“KAY RUSH ERA PERFETTA PER LA RADIO, AVEVA UNA VOCE SEXY, ORA È IN UN MONASTERO NELLO SRI LANKA” – ALBERTO HAZAN, IL FONDATORE DI RADIO 105 E RADIO MONTECARLO, RACCONTA L’UMANITÀ VARIA INCONTRATA NELLA SUA CARRIERA: “CECCHETTO PIACEVA AL PUBBLICO, UN PO’ MENO AI COLLEGHI. ERA PERMALOSO, NON ASCOLTA NESSUNO” – LA MINACCIA A MARCO MAZZOLI DELLO “ZOO DI 105”: “GLI HO DETTO GLI AVREI TOLTO 500 EURO PER OGNI PAROLACCIA. GUADAGNAVA 30 MILA EURO AL MESE E GLI MANDAI UNA FATTURA FALSA DI 14 MILA EURO” – LA TRATTATIVA SEGRETA CON RICHARD BRANSON PER VIRGIN RADIO E LE TELEFONATE CON SILVIO BERLUSCONI...

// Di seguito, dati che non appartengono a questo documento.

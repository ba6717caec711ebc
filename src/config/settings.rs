//! Configuration settings for ShipShow.

use crate::tools::ToolId;
use serde::{Deserialize, Serialize};
use std::path::PathBuf;
use std::time::Duration;

/// Root configuration structure.
#[derive(Debug, Clone, Serialize, Deserialize)]
#[serde(default)]
#[derive(Default)]
pub struct Settings {
    pub general: GeneralSettings,
    pub openai: OpenAISettings,
    pub workflow: WorkflowSettings,
    pub tools: ToolSettings,
    pub audit: AuditSettings,
    pub server: ServerSettings,
    pub prompts: PromptSettings,
}

/// General application settings.
#[derive(Debug, Clone, Serialize, Deserialize)]
#[serde(default)]
pub struct GeneralSettings {
    /// Directory for storing application data (artifacts, audit log).
    pub data_dir: String,
    /// Log level (trace, debug, info, warn, error).
    pub log_level: String,
}

impl Default for GeneralSettings {
    fn default() -> Self {
        Self {
            data_dir: "~/.shipshow".to_string(),
            log_level: "warn".to_string(),
        }
    }
}

/// Settings for the reasoning model behind every agent decision.
#[derive(Debug, Clone, Serialize, Deserialize)]
#[serde(default)]
pub struct OpenAISettings {
    /// Chat model used for agent decisions.
    pub model: String,
    /// Transport timeout for OpenAI requests, in seconds.
    pub request_timeout_secs: u64,
}

impl Default for OpenAISettings {
    fn default() -> Self {
        Self {
            model: "gpt-4.1".to_string(),
            request_timeout_secs: 300,
        }
    }
}

/// Workflow engine settings.
#[derive(Debug, Clone, Serialize, Deserialize)]
#[serde(default)]
pub struct WorkflowSettings {
    /// Agent that receives the user's request.
    pub start_agent: String,
    /// Maximum number of decision steps per run.
    pub max_steps: usize,
    /// Bounded wait for a single decision, in seconds.
    pub decision_timeout_secs: u64,
    /// Bounded wait for a single tool invocation, in seconds.
    pub tool_timeout_secs: u64,
    /// Number of most recent turns sent to the model. None sends the whole transcript.
    pub context_window: Option<usize>,
    /// Tools that must have succeeded at least once before a terminal agent may finish.
    pub required_tools: Vec<ToolId>,
}

impl Default for WorkflowSettings {
    fn default() -> Self {
        Self {
            start_agent: "coordinator".to_string(),
            max_steps: 40,
            decision_timeout_secs: 120,
            tool_timeout_secs: 600,
            context_window: None,
            required_tools: vec![ToolId::GenerateVideo],
        }
    }
}

impl WorkflowSettings {
    pub fn decision_timeout(&self) -> Duration {
        Duration::from_secs(self.decision_timeout_secs)
    }

    pub fn tool_timeout(&self) -> Duration {
        Duration::from_secs(self.tool_timeout_secs)
    }
}

/// Tool adapter settings.
#[derive(Debug, Clone, Serialize, Deserialize)]
#[serde(default)]
pub struct ToolSettings {
    /// User agent sent when opening links.
    pub user_agent: String,
    /// Maximum number of bytes of extracted page text returned to the agent.
    pub max_page_bytes: usize,
    /// Voice used when the agent does not pick one.
    pub default_voice: String,
    /// Speech model used when the agent does not pick one.
    pub tts_model: String,
    /// Video synthesis endpoint. Video generation fails as unavailable when unset.
    pub video_endpoint: Option<String>,
    /// Environment variable holding the video service API key.
    pub video_api_key_env: String,
    /// Public URL prefix for stored artifacts. None yields file:// URLs.
    pub public_base_url: Option<String>,
}

impl Default for ToolSettings {
    fn default() -> Self {
        Self {
            user_agent: concat!("shipshow/", env!("CARGO_PKG_VERSION")).to_string(),
            max_page_bytes: 20_000,
            default_voice: "nova".to_string(),
            tts_model: "tts-1".to_string(),
            video_endpoint: None,
            video_api_key_env: "VIDEO_API_KEY".to_string(),
            public_base_url: None,
        }
    }
}

/// Audit log settings.
#[derive(Debug, Clone, Serialize, Deserialize)]
#[serde(default)]
pub struct AuditSettings {
    /// Persist finished runs.
    pub enabled: bool,
    /// Path to the SQLite audit database.
    pub sqlite_path: String,
}

impl Default for AuditSettings {
    fn default() -> Self {
        Self {
            enabled: true,
            sqlite_path: "~/.shipshow/runs.db".to_string(),
        }
    }
}

/// HTTP server settings.
#[derive(Debug, Clone, Serialize, Deserialize)]
#[serde(default)]
pub struct ServerSettings {
    pub host: String,
    pub port: u16,
}

impl Default for ServerSettings {
    fn default() -> Self {
        Self {
            host: "127.0.0.1".to_string(),
            port: 3000,
        }
    }
}

/// Prompt customization settings.
#[derive(Debug, Clone, Serialize, Deserialize)]
#[serde(default)]
#[derive(Default)]
pub struct PromptSettings {
    /// Directory for custom agent prompts (overrides defaults).
    pub custom_dir: Option<String>,
    /// Custom variables available in all prompts as {{variable_name}}.
    pub variables: std::collections::HashMap<String, String>,
}

impl Settings {
    /// Load settings from the default configuration file.
    pub fn load() -> crate::error::Result<Self> {
        Self::load_from(None)
    }

    /// Load settings from a specific path, or default location if None.
    pub fn load_from(path: Option<&PathBuf>) -> crate::error::Result<Self> {
        let config_path = match path {
            Some(p) => p.clone(),
            None => Self::default_config_path(),
        };

        if config_path.exists() {
            let content = std::fs::read_to_string(&config_path)?;
            let settings: Settings = toml::from_str(&content)?;
            Ok(settings)
        } else {
            Ok(Settings::default())
        }
    }

    /// Save settings to a specific path.
    pub fn save_to(&self, path: &PathBuf) -> crate::error::Result<()> {
        if let Some(parent) = path.parent() {
            std::fs::create_dir_all(parent)?;
        }
        let content = toml::to_string_pretty(self)
            .map_err(|e| crate::error::ShipShowError::Config(e.to_string()))?;
        std::fs::write(path, content)?;
        Ok(())
    }

    /// Get the default configuration file path.
    pub fn default_config_path() -> PathBuf {
        dirs::config_dir()
            .unwrap_or_else(|| PathBuf::from("."))
            .join("shipshow")
            .join("config.toml")
    }

    /// Expand shell variables in paths (e.g., ~).
    pub fn expand_path(path: &str) -> PathBuf {
        PathBuf::from(shellexpand::tilde(path).to_string())
    }

    /// Get the expanded data directory path.
    pub fn data_dir(&self) -> PathBuf {
        Self::expand_path(&self.general.data_dir)
    }

    /// Directory where generated audio and video are stored.
    pub fn artifact_dir(&self) -> PathBuf {
        self.data_dir().join("artifacts")
    }

    /// Get the expanded SQLite audit database path.
    pub fn audit_path(&self) -> PathBuf {
        Self::expand_path(&self.audit.sqlite_path)
    }
}

#[cfg(test)]
mod tests {
    use super::*;

    #[test]
    fn test_partial_config_keeps_defaults() {
        let settings: Settings = toml::from_str(
            r#"
            [workflow]
            max_steps = 12
            required_tools = ["generate_audio", "generate_video"]
            "#,
        )
        .unwrap();

        assert_eq!(settings.workflow.max_steps, 12);
        assert_eq!(
            settings.workflow.required_tools,
            vec![ToolId::GenerateAudio, ToolId::GenerateVideo]
        );
        assert_eq!(settings.workflow.start_agent, "coordinator");
        assert_eq!(settings.openai.model, "gpt-4.1");
        assert_eq!(settings.server.port, 3000);
    }

    #[test]
    fn test_save_and_reload() {
        let dir = tempfile::tempdir().unwrap();
        let path = dir.path().join("nested").join("config.toml");

        let mut settings = Settings::default();
        settings.tools.video_endpoint = Some("https://video.example.com/render".to_string());
        settings.workflow.context_window = Some(30);
        settings.save_to(&path).unwrap();

        let loaded = Settings::load_from(Some(&path)).unwrap();
        assert_eq!(
            loaded.tools.video_endpoint.as_deref(),
            Some("https://video.example.com/render")
        );
        assert_eq!(loaded.workflow.context_window, Some(30));
    }

    #[test]
    fn test_missing_file_yields_defaults() {
        let path = PathBuf::from("/nonexistent/shipshow/config.toml");
        let settings = Settings::load_from(Some(&path)).unwrap();
        assert_eq!(settings.workflow.required_tools, vec![ToolId::GenerateVideo]);
    }
}
//! CLI output formatting utilities.

use crate::stream::{RunEvent, RunEventKind};
use crate::workflow::ToolOutcome;
use console::style;
use indicatif::{ProgressBar, ProgressStyle};

/// Output helper for CLI formatting.
pub struct Output;

impl Output {
    /// Print an info message.
    pub fn info(msg: &str) {
        println!("{} {}", style(">>").cyan().bold(), msg);
    }

    /// Print a success message.
    pub fn success(msg: &str) {
        println!("{} {}", style(">>").green().bold(), msg);
    }

    /// Print a warning message.
    pub fn warning(msg: &str) {
        eprintln!("{} {}", style(">>").yellow().bold(), msg);
    }

    /// Print an error message.
    pub fn error(msg: &str) {
        eprintln!("{} {}", style(">>").red().bold(), msg);
    }

    /// Print a header.
    pub fn header(msg: &str) {
        println!("\n{}", style(msg).bold().underlined());
    }

    /// Print a key-value pair.
    pub fn kv(key: &str, value: &str) {
        println!("  {}: {}", style(key).dim(), value);
    }

    /// Print a list item.
    pub fn list_item(msg: &str) {
        println!("  {} {}", style("*").cyan(), msg);
    }

    /// Print one line of a run listing.
    pub fn run_line(run_id: &str, status: &str, finished: &str, output: &str) {
        let status = if status == "completed" {
            style(status).green()
        } else {
            style(status).red()
        };
        println!(
            "  {} {} {} {}",
            style(run_id).bold(),
            status,
            style(finished).dim(),
            content_preview(output, 60)
        );
    }

    /// Print a run event as one progress line.
    pub fn event(event: &RunEvent) {
        match &event.kind {
            RunEventKind::RunStarted { agent } => {
                Self::info(&format!("Run {} started with {}", event.run_id, style(agent).bold()));
            }
            RunEventKind::AgentSwitched { from, to } => {
                println!("{} {} -> {}", style(">>").cyan().bold(), from, style(to).bold());
            }
            RunEventKind::ToolCalled { agent, tool, .. } => {
                println!("   {} {} calls {}", style("~").yellow(), agent, style(tool).cyan());
            }
            RunEventKind::ToolResult { tool, outcome, .. } => match outcome {
                ToolOutcome::Success { .. } => {
                    println!("   {} {} succeeded", style("+").green(), tool);
                }
                ToolOutcome::Failure { error } => {
                    println!("   {} {} failed: {}", style("!").red(), tool, error);
                }
            },
            RunEventKind::TextDelta { agent, text } => {
                println!("   {} {}", style(format!("[{}]", agent)).dim(), content_preview(text, 200));
            }
            RunEventKind::RunCompleted { .. } => {
                Self::success(&format!("Run {} completed", event.run_id));
            }
            RunEventKind::RunFailed { error, message } => {
                Self::error(&format!("Run {} failed ({}): {}", event.run_id, error, message));
            }
        }
    }

    /// Create a spinner.
    pub fn spinner(msg: &str) -> ProgressBar {
        let pb = ProgressBar::new_spinner();
        pb.set_style(
            ProgressStyle::default_spinner()
                .template("{spinner:.green} {msg}")
                .unwrap_or_else(|_| ProgressStyle::default_spinner()),
        );
        pb.set_message(msg.to_string());
        pb.enable_steady_tick(std::time::Duration::from_millis(100));
        pb
    }
}

/// Format duration in seconds to a human-readable string.
pub fn format_duration(seconds: f64) -> String {
    let total_seconds = seconds as u32;
    let hours = total_seconds / 3600;
    let minutes = (total_seconds % 3600) / 60;
    let secs = total_seconds % 60;

    if hours > 0 {
        format!("{}h {}m {}s", hours, minutes, secs)
    } else if minutes > 0 {
        format!("{}m {}s", minutes, secs)
    } else {
        format!("{}s", secs)
    }
}

/// Truncate content with ellipsis.
fn content_preview(content: &str, max_chars: usize) -> String {
    let content = content.replace('\n', " ");
    if content.chars().count() <= max_chars {
        content
    } else {
        let cut: String = content.chars().take(max_chars).collect();
        format!("{}...", cut)
    }
}

#[cfg(test)]
mod tests {
    use super::*;

    #[test]
    fn test_format_duration() {
        assert_eq!(format_duration(42.0), "42s");
        assert_eq!(format_duration(125.0), "2m 5s");
        assert_eq!(format_duration(3725.0), "1h 2m 5s");
    }

    #[test]
    fn test_content_preview_respects_char_boundaries() {
        assert_eq!(content_preview("short", 10), "short");
        assert_eq!(content_preview("héllo wörld", 5), "héllo...");
        assert_eq!(content_preview("a\nb", 10), "a b");
    }
}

Estratto dell’articolo di Renato Franco per il “Corriere della Sera”
«Era un territorio inesplorato, abbiamo aperto le strade a tutti. All’epoca le radio trasmettevano in ambito locale e non c’era un mercato per la pubblicità radiofonica: le radio locali vendevano la pubblicità agli alimentari della zona». Un precursore e un pioniere, tanto visionario quanto sognatore.
Alberto Hazan è stato il primo a intuire le immense praterie che la liberalizzazione della trasmissione via etere avrebbe aperto. Partito da un monolocale di via Tito Vignoli a Milano ha creato Finelco, primo gruppo radiofonico privato sia per utenti (quasi 10 milioni) sia per volume d’affari grazie a Radio 105, Radio Monte Carlo e 105 Classics (e poi anche a Virgin) con 350 tra dipendenti e collaboratori.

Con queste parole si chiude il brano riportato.